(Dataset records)
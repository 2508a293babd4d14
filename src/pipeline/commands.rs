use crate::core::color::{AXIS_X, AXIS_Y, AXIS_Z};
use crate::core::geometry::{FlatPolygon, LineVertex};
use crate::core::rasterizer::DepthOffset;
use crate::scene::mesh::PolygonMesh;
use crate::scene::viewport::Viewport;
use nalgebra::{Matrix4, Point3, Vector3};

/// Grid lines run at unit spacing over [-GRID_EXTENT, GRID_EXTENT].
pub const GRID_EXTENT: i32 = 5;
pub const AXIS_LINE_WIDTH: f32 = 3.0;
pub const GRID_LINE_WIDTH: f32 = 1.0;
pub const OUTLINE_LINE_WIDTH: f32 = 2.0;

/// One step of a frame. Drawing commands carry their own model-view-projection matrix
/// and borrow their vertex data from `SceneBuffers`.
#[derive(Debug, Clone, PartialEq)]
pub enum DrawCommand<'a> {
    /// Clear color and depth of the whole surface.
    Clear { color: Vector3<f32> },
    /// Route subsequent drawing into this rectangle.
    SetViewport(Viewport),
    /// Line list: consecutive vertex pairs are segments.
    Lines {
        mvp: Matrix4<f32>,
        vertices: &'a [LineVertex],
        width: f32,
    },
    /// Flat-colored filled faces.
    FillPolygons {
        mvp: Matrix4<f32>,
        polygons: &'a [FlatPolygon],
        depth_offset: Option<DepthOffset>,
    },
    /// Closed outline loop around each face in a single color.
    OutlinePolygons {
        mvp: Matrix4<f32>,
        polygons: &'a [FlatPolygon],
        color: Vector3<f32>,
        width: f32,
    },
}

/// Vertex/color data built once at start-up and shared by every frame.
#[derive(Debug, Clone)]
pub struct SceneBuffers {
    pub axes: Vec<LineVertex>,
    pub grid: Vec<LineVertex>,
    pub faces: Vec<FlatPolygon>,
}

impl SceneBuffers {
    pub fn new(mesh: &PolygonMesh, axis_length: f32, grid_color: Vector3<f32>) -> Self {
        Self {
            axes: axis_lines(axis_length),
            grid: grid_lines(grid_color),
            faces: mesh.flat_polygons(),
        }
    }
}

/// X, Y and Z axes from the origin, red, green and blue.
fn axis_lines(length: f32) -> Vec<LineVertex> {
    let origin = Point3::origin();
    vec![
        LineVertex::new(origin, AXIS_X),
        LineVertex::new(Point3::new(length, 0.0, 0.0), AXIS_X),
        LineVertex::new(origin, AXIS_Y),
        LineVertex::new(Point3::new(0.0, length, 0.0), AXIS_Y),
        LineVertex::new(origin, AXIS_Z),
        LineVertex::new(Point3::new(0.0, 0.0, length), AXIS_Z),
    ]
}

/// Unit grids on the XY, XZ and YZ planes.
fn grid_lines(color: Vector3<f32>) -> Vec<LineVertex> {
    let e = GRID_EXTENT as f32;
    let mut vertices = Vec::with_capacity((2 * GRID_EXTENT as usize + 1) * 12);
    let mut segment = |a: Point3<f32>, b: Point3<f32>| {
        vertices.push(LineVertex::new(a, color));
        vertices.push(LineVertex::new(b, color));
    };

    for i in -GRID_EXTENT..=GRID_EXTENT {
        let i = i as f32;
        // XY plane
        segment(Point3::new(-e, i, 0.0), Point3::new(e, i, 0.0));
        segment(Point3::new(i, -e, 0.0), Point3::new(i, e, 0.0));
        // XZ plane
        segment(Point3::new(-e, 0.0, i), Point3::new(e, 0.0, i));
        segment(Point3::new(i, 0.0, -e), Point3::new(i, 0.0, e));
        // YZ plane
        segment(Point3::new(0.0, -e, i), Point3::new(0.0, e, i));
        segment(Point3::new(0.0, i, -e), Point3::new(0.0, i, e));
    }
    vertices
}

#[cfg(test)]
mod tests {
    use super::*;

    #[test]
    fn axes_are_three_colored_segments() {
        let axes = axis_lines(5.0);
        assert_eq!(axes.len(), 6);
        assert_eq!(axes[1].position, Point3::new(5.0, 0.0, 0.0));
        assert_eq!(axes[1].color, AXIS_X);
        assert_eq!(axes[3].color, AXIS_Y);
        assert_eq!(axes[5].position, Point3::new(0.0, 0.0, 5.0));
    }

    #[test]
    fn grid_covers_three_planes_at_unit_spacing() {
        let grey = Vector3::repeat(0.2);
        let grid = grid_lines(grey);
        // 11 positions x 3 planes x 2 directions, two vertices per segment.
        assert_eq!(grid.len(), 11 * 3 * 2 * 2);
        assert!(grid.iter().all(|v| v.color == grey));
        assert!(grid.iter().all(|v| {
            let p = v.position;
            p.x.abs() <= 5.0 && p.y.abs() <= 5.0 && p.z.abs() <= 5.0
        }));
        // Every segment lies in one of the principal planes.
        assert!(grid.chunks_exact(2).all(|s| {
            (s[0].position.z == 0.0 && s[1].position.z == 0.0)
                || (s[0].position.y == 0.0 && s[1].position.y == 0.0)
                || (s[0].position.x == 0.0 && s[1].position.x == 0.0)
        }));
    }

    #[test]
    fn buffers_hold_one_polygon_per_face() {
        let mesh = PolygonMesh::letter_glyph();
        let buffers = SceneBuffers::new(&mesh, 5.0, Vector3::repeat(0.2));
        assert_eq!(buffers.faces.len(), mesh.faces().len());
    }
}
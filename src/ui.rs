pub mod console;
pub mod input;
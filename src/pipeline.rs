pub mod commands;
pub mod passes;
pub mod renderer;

ASSIGNMENT =>
Copy out each line of the data that holds the string "frame".

SOLUTION =>
/// One step of a frame. Drawing commands carry their own model-view-projection matrix
/// Vertex/color data built once at start-up and shared by every frame.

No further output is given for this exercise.